(recursive function theory, mathematical logic, some computer science):
The following conditions are all equivalent; a set X (a subset of possible inputs to a Turing machine) is called recursively enumerable (commonly shortened to "r.e.") if it satisfies any (and therefore all) of them:
  1. There exists a Turing machine M such that x∈X (x is a member of X) iff M halts when given x as input.
  2. There exists a Turing machine M' which outputs exactly the list of members of X, delimited in some suitable fashion.
  3. X is the image of a Turing machine M'' (that is, X is exactly the set of possible outputs of M'').
Other equivalent formulations also exist; the first above is usually given as the definition.

Recursively enumerable sets are sometimes called semidecidable.

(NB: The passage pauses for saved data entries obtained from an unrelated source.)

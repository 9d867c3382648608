use crate::params::session::DevLoginParams;
use crate::{AppState, Error};
use axum::extract::State;
use axum::response::IntoResponse;
use axum::Json;
use domain::user as UserApi;
use log::*;

/// Issues a token for an existing username without any proof of identity.
/// Only routed in the development environment.
pub async fn dev_login(
    State(app_state): State<AppState>,
    Json(params): Json<DevLoginParams>,
) -> Result<impl IntoResponse, Error> {
    let user = UserApi::find_by_username(&app_state.ctx, params.username.trim()).await?;
    let issued = app_state.tokens.issue(&user.id)?;

    info!("Development login for {}", user.username);

    Ok(Json(issued))
}
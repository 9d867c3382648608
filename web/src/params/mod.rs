//! Typed request bodies and query strings.
//!
//! Field names follow the JSON the clients send (camelCase).
pub(crate) mod comment;
pub(crate) mod feed;
pub(crate) mod post;
pub(crate) mod session;
pub(crate) mod user;
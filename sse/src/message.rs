//! Wire format of the event stream.
//!
//! Every frame is UTF-8 text terminated by a blank line:
//!
//! - heartbeat: `ping: \n\n`
//! - event: `data: <json>\n\n`
//! - serialization failure: `error: <message>\n\n`

use axum::body::Bytes;
use log::*;
use serde::Serialize;

#[derive(Debug, Clone, PartialEq, Eq)]
pub enum Frame {
    Ping,
    /// A serialized event.
    Data(String),
    Error(String),
}

impl Frame {
    /// Serializes an event into a `Data` frame, or an `Error` frame describing
    /// why it could not be serialized.
    pub fn from_event<E: Serialize>(event: &E) -> Self {
        match serde_json::to_string(event) {
            Ok(json) => Frame::Data(json),
            Err(e) => {
                warn!("Failed to serialize SSE event: {e}");
                Frame::Error(e.to_string())
            }
        }
    }

    pub fn encode(&self) -> Bytes {
        match self {
            Frame::Ping => Bytes::from_static(b"ping: \n\n"),
            Frame::Data(json) => Bytes::from(format!("data: {json}\n\n")),
            // A newline inside the message would end the frame early.
            Frame::Error(message) => {
                Bytes::from(format!("error: {}\n\n", message.replace('\n', " ")))
            }
        }
    }
}

#[cfg(test)]
mod tests {
    use super::*;
    use serde::ser::Error as _;
    use serde::Serializer;

    struct Unserializable;

    impl Serialize for Unserializable {
        fn serialize<S: Serializer>(&self, _serializer: S) -> Result<S::Ok, S::Error> {
            Err(S::Error::custom("cannot encode\nthis value"))
        }
    }

    #[test]
    fn ping_frame_is_a_blank_terminated_comment_line() {
        assert_eq!(Frame::Ping.encode(), Bytes::from_static(b"ping: \n\n"));
    }

    #[test]
    fn data_frame_wraps_compact_json() {
        let frame = Frame::from_event(&serde_json::json!({ "id": "1", "content": "hi" }));

        assert_eq!(
            frame.encode(),
            Bytes::from_static(b"data: {\"content\":\"hi\",\"id\":\"1\"}\n\n")
        );
    }

    #[test]
    fn serialization_failure_becomes_a_single_error_frame() {
        let frame = Frame::from_event(&Unserializable);

        assert_eq!(frame, Frame::Error("cannot encode\nthis value".to_string()));
        assert_eq!(
            frame.encode(),
            Bytes::from_static(b"error: cannot encode this value\n\n")
        );
    }
}
use crate::auth::Caller;
use crate::content;
use crate::error::Error;
use crate::notification::{notify_mentions, publish_all};
use crate::{CommentTopic, Context, Subscription};
use entity_api::LikeToggle;
use events::{Comment, NotificationKind};
use log::*;
use sse::topic::CommentKey;

/// Stores a comment on `post_id` and publishes it to everyone watching the
/// post's comments. Notifying post subscribers and mentioned users happens in
/// the background after this returns.
pub async fn create(
    ctx: &Context,
    caller: &Caller,
    post_id: &str,
    content: &str,
) -> Result<Comment, Error> {
    let user_id = caller.require_user()?;
    let content = content::validate(content)?;

    let author = ctx.store.find_user_by_id(user_id).await?;
    let mut comment = ctx.store.create_comment(&author, post_id, &content).await?;

    debug!("Created comment {} on post {post_id}", comment.id);

    ctx.hub.comments().publish(comment.clone()).await?;

    let store = ctx.store.clone();
    let broker = ctx.hub.notifications().clone();
    let commented = comment.clone();
    ctx.fanout.submit("comment_notifications", async move {
        let created = store.create_comment_notifications(&commented).await?;
        publish_all(&broker, created).await
    });

    let mentioned = content::mentions(&content);
    if !mentioned.is_empty() {
        ctx.fanout.submit(
            "comment_mention_notifications",
            notify_mentions(
                ctx.store.clone(),
                ctx.hub.notifications().clone(),
                author,
                comment.post_id.clone(),
                mentioned,
                NotificationKind::CommentMention,
            ),
        );
    }

    comment.mine = true;
    Ok(comment)
}

/// Comments on `post_id`, newest first, as seen by the caller.
pub async fn list(ctx: &Context, caller: &Caller, post_id: &str) -> Result<Vec<Comment>, Error> {
    Ok(ctx
        .store
        .comments(post_id, caller.user_id.as_deref())
        .await?)
}

/// Live comments on `post_id`. Comments the caller writes are not delivered
/// back to them. An unknown post is `NotFound`, as for [`list`].
pub async fn subscribe(
    ctx: &Context,
    caller: &Caller,
    post_id: &str,
) -> Result<Subscription<CommentTopic>, Error> {
    ctx.store
        .find_post(post_id, caller.user_id.as_deref())
        .await?;

    let key = CommentKey {
        viewer: caller.user_id.clone(),
        post_id: post_id.to_string(),
    };

    Ok(ctx.hub.comments().subscribe(key).await?)
}

pub async fn toggle_like(
    ctx: &Context,
    caller: &Caller,
    comment_id: &str,
) -> Result<LikeToggle, Error> {
    let user_id = caller.require_user()?;
    Ok(ctx.store.toggle_comment_like(user_id, comment_id).await?)
}
use clap::builder::TypedValueParser as _;
use clap::Parser;
use dotenvy::dotenv;
use log::LevelFilter;
use std::fmt;
use std::str::FromStr;
use std::time::Duration;

#[derive(Clone, Debug, PartialEq)]
pub enum RustEnv {
    Development,
    Production,
    Staging,
}

#[derive(Debug, PartialEq, Eq)]
pub struct RustEnvParseError;

impl FromStr for RustEnv {
    type Err = RustEnvParseError;
    fn from_str(level: &str) -> Result<RustEnv, Self::Err> {
        match level.to_lowercase().as_str() {
            "development" => Ok(RustEnv::Development),
            "production" => Ok(RustEnv::Production),
            "staging" => Ok(RustEnv::Staging),
            _ => Err(RustEnvParseError),
        }
    }
}

impl fmt::Display for RustEnv {
    fn fmt(&self, f: &mut fmt::Formatter) -> fmt::Result {
        match self {
            RustEnv::Development => write!(f, "development"),
            RustEnv::Production => write!(f, "production"),
            RustEnv::Staging => write!(f, "staging"),
        }
    }
}

#[derive(Clone, Debug, Parser)]
#[command(author, version, about, long_about = None)]
pub struct Config {
    /// A list of full CORS origin URLs that allowed to receive server responses.
    #[arg(
        long,
        env,
        value_delimiter = ',',
        use_value_delimiter = true,
        default_value = "http://localhost:3000,https://localhost:3000"
    )]
    pub allowed_origins: Vec<String>,

    /// The host interface to listen for incoming connections
    #[arg(short, long, env, default_value = "127.0.0.1")]
    pub interface: Option<String>,

    /// The host TCP port to listen for incoming connections
    #[arg(short, long, env, default_value_t = 4000)]
    pub port: u16,

    /// Set the log level verbosity threshold (level) to control what gets displayed on console output
    #[arg(
        short,
        long,
        env,
        default_value_t = LevelFilter::Info,
        value_parser = clap::builder::PossibleValuesParser::new(["OFF", "ERROR", "WARN", "INFO", "DEBUG", "TRACE"])
            .map(|s| s.parse::<LevelFilter>().unwrap_or(LevelFilter::Info)),
        )]
    pub log_level_filter: LevelFilter,

    /// Set the Rust runtime environment to use.
    #[arg(
        short,
        long,
        env,
        default_value_t = RustEnv::Development,
        value_parser = clap::builder::PossibleValuesParser::new([
            "DEVELOPMENT", "PRODUCTION", "STAGING",
            "development", "production", "staging"
        ])
            .map(|s| s.parse::<RustEnv>().unwrap_or(RustEnv::Production)),
    )]
    pub runtime_env: RustEnv,

    /// Secret used to sign and verify bearer tokens (HS256).
    #[arg(long, env)]
    jwt_key: Option<String>,

    /// Lifetime in seconds of tokens issued by the development login.
    #[arg(long, env, default_value_t = 60 * 60 * 24 * 14)]
    pub jwt_lifetime_secs: u64,

    /// Seconds of silence on an event stream before a heartbeat is written.
    #[arg(long, env, default_value_t = 15, value_parser = clap::value_parser!(u64).range(1..))]
    pub sse_heartbeat_secs: u64,

    /// Events each broker's ingress queue holds before publishers wait.
    #[arg(long, env, default_value_t = 1, value_parser = clap::value_parser!(u64).range(1..))]
    pub broker_ingress_capacity: u64,

    /// Events buffered per subscriber before the broker's dispatch loop waits on it.
    #[arg(long, env, default_value_t = 1, value_parser = clap::value_parser!(u64).range(1..))]
    pub subscriber_buffer: u64,

    /// Background jobs queued before new submissions are dropped.
    #[arg(long, env, default_value_t = 256, value_parser = clap::value_parser!(u64).range(1..))]
    pub fanout_queue_capacity: u64,

    /// Background jobs running at the same time.
    #[arg(long, env, default_value_t = 8, value_parser = clap::value_parser!(u64).range(1..))]
    pub fanout_concurrency: u64,

    /// Seconds to wait for background jobs when shutting down.
    #[arg(long, env, default_value_t = 10)]
    pub shutdown_grace_secs: u64,
}

impl Default for Config {
    fn default() -> Self {
        Self::new()
    }
}

impl Config {
    pub fn new() -> Self {
        // Load .env file first
        dotenv().ok();
        // Then parse the command line parameters and flags
        Config::parse()
    }

    pub fn set_jwt_key(mut self, jwt_key: String) -> Self {
        self.jwt_key = Some(jwt_key);
        self
    }

    pub fn jwt_key(&self) -> Option<&str> {
        self.jwt_key.as_deref()
    }

    pub fn jwt_lifetime(&self) -> Duration {
        Duration::from_secs(self.jwt_lifetime_secs)
    }

    pub fn sse_heartbeat(&self) -> Duration {
        Duration::from_secs(self.sse_heartbeat_secs)
    }

    pub fn shutdown_grace(&self) -> Duration {
        Duration::from_secs(self.shutdown_grace_secs)
    }

    pub fn runtime_env(&self) -> RustEnv {
        self.runtime_env.clone()
    }

    pub fn is_development(&self) -> bool {
        self.runtime_env() == RustEnv::Development
    }

    pub fn is_production(&self) -> bool {
        self.runtime_env() == RustEnv::Production
    }
}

There's an analogy between the classes "recursively enumerable" and "NP"; it's a special case of something that occurs in other places in mathematical logic.

Examples

A recursively enumerable set whose complement is also recursively enumerable is recursive; I won't bother with giving all recursive sets as examples. Recursively enumerable sets with non-recursively enumerable complements include these:
The set of all Turing machines that halt on null input.
(Just simulate the run of the Turing machine on null input!)
The set of all provable theorems of arithmetic.
(Just iterate over all valid proofs and print the last line of each!)